There’s an old saying that you’ll often hear tossed around by optimists and motivational speakers all over: “You are the average of the 5 people you spend the most time with.” Many people credit entrepreneur and motivator Jim Rohn for uttering the phrase originally.
Negativity can be brought on in several ways from the people we spend the most time with: pessimism, resentment, anger, hostility, regret. We can’t avoid negativity all the time, but keep in mind that there are probably people in your life who always have a dark cloud hovering directly overhead wherever they go:
• The naysayer who craps all over your goals and ideas.
• The bitter friend or relative that just can’t be cheered up, regardless of your tireless efforts.
• Mr. or Mrs. Angry, who’s always blaming their circumstances for their failures, unhappiness and poor health.
• The smart-alec who just loves to toss insults and mean-spirited comments at everyone they can, every chance they get.
Do you know any of these types of negative people?
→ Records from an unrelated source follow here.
//! Work that has to happen on the docker hosts themselves rather than in
//! containers: listing public addresses and probing reachability.

pub mod agent;
pub mod bridge;
pub mod negotiate;
pub mod protocol;
#[cfg(test)]
pub(crate) mod testing;

pub use bridge::{LocalExecutor, RemoteExecutionBridge, RemoteExecutor, SshExecutor};
pub use negotiate::{negotiate_server_ip, NegotiationSettings};
/// Send one probe to every candidate and return the first address whose
/// echo checks out.
pub async fn probe_client(
    addresses: &PublicAddresses,
    port: u16,
    timeout: Duration,
) -> Result<Option<IpAddr>> {
    let deadline = Instant::now() + timeout;
    let v4 = probe_socket(Ipv4Addr::UNSPECIFIED.into(), !addresses.v4.is_empty()).await;
    let v6 = probe_socket(Ipv6Addr::UNSPECIFIED.into(), !addresses.v6.is_empty()).await;

    let mut sent = HashMap::new();
    for addr in addresses.all() {
        let socket = match addr {
            IpAddr::V4(_) => v4.as_ref(),
            IpAddr::V6(_) => v6.as_ref(),
        };
        let Some(socket) = socket else {
            continue;
        };
        let probe = ProbeRequest {
            nonce: nonce(),
            addr: addr.to_string(),
            port,
            family: family_of(&addr),
        };
        match socket
            .send_to(&serde_json::to_vec(&probe)?, (addr, port))
            .await
        {
            Ok(_) => {
                debug!("Sent probe to {}", probe.addr);
                sent.insert(probe.nonce.clone(), probe);
            }
            Err(e) => warn!("Could not send probe to {}: {}", addr, e),
        }
    }
    if sent.is_empty() {
        warn!("No probe could be sent");
        return Ok(None);
    }

    loop {
        let received = tokio::select! {
            data = recv_datagram(v4.as_ref()) => data,
            data = recv_datagram(v6.as_ref()) => data,
            _ = sleep_until(deadline) => {
                warn!("Public IP probe client timeout after {:?}", timeout);
                let tried: Vec<String> = addresses
                    .all()
                    .map(|addr| std::net::SocketAddr::new(addr, port).to_string())
                    .collect();
                warn!("Tried to reach these addresses: {}", tried.join(", "));
                return Ok(None);
            }
        };
        match received {
            Ok(data) => match validate_response(&data, &sent, port) {
                Ok(addr) => return Ok(Some(addr)),
                Err(reason) => warn!("Ignoring probe response: {}", reason),
            },
            Err(e) => warn!("Receiving probe response failed: {}", e),
        }
    }
}
use figment::{
    providers::{Env, Format, Json, Serialized, Toml},
    Figment,
};
use serde::{Deserialize, Serialize};
use std::collections::BTreeMap;
use std::path::PathBuf;
use std::time::Duration;

use crate::network::NetworkSpecs;
use crate::remote::protocol::PROTOCOL_VERSION;
use crate::scheduler::SchedulerSettings;

pub const DEFAULT_HOST: &str = "default";

#[derive(Debug, Clone, Deserialize, Serialize)]
pub struct NegotiationConfig {
    /// UDP port the server will publish, probed before the run.
    pub port: u16,
    pub timeout_secs: u64,
    /// Head start of the probe listener before the client sends.
    pub server_startup_ms: u64,
}

impl Default for NegotiationConfig {
    fn default() -> Self {
        Self {
            port: 443,
            timeout_secs: 10,
            server_startup_ms: 1000,
        }
    }
}

#[derive(Debug, Clone, Deserialize, Serialize)]
pub struct AgentConfig {
    /// Where the companion binary lives on remote hosts.
    pub remote_path: String,
    /// Binary uploaded to remote hosts; defaults to the running executable.
    #[serde(skip_serializing_if = "Option::is_none")]
    pub local_binary: Option<PathBuf>,
}

impl Default for AgentConfig {
    fn default() -> Self {
        Self {
            remote_path: format!("/tmp/interop-deploy-agent-v{}", PROTOCOL_VERSION),
            local_binary: None,
        }
    }
}

#[derive(Debug, Clone, Deserialize, Serialize)]
pub struct Config {
    pub project_name: String,
    /// Alias → daemon URL (`unix://`, `tcp://`, `http://` or `ssh://`).
    pub docker_hosts: BTreeMap<String, String>,
    pub simulator_image: String,
    /// Copied to `/setup.sh` in real-link endpoints.
    pub real_link_setup_script: PathBuf,
    #[serde(skip_serializing_if = "Option::is_none")]
    pub memlock: Option<i64>,
    pub stop_timeout_secs: u64,
    pub escalation_grace_ms: u64,
    pub kill_grace_ms: u64,
    pub status_poll_ms: u64,
    /// Extra start attempts after a daemon error; 0 fails immediately.
    pub start_retries: u32,
    pub start_retry_backoff_ms: u64,
    pub compliance_timeout_secs: u64,
    pub debug_timeout_secs: u64,
    pub negotiation: NegotiationConfig,
    pub agent: AgentConfig,
    pub networks: NetworkSpecs,
}

impl Default for Config {
    fn default() -> Self {
        Self {
            project_name: "interop-runner".into(),
            docker_hosts: BTreeMap::from([(
                DEFAULT_HOST.to_string(),
                "unix:///var/run/docker.sock".to_string(),
            )]),
            simulator_image: "therealsedrubal/quic-network-simulator".into(),
            real_link_setup_script: PathBuf::from("real_link_setup.sh"),
            memlock: Some(67_108_864),
            stop_timeout_secs: 10,
            escalation_grace_ms: 1000,
            kill_grace_ms: 5000,
            status_poll_ms: 50,
            start_retries: 0,
            start_retry_backoff_ms: 500,
            compliance_timeout_secs: 30,
            debug_timeout_secs: 60 * 60,
            negotiation: NegotiationConfig::default(),
            agent: AgentConfig::default(),
            networks: NetworkSpecs::default(),
        }
    }
}

impl Config {
    pub fn load() -> anyhow::Result<Self> {
        Self::from_figment(
            Figment::from(Serialized::defaults(Config::default()))
                .merge(Toml::file("interop-deploy.toml"))
                .merge(Json::file("interop-deploy.json"))
                .merge(Env::prefixed("INTEROP_").split("__")),
        )
    }

    fn from_figment(figment: Figment) -> anyhow::Result<Self> {
        let mut config: Config = figment
            .extract()
            .map_err(|e| anyhow::anyhow!("Failed to load configuration: {}", e))?;

        // A host table from a file replaces the defaults wholesale; keep the
        // local daemon reachable under its usual alias.
        config
            .docker_hosts
            .entry(DEFAULT_HOST.to_string())
            .or_insert_with(|| "unix:///var/run/docker.sock".to_string());

        config
            .networks
            .validate()
            .map_err(|e| anyhow::anyhow!("Invalid network configuration: {}", e))?;

        Ok(config)
    }

    pub fn scheduler_settings(&self) -> SchedulerSettings {
        SchedulerSettings {
            stop_timeout: Duration::from_secs(self.stop_timeout_secs),
            escalation_grace: Duration::from_millis(self.escalation_grace_ms),
            kill_grace: Duration::from_millis(self.kill_grace_ms),
            status_poll: Duration::from_millis(self.status_poll_ms),
            start_retries: self.start_retries,
            start_retry_backoff: Duration::from_millis(self.start_retry_backoff_ms),
        }
    }

    pub fn compliance_timeout(&self) -> Duration {
        Duration::from_secs(self.compliance_timeout_secs)
    }

    pub fn debug_timeout(&self) -> Duration {
        Duration::from_secs(self.debug_timeout_secs)
    }

    pub fn negotiation_timeout(&self) -> Duration {
        Duration::from_secs(self.negotiation.timeout_secs)
    }
}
Do you consider them a friend or someone who simply cannot be eliminated from your life?
These people drag down your goodwill and cheer. They can also impact the level of success you achieve in life. Last, negative people cause negative thoughts, which cause stress and lead to bad physical and mental health (source).
Get rid of the “Negative Nancy’s” and “Grumpy Gus’s” in your life and your health will improve overnight!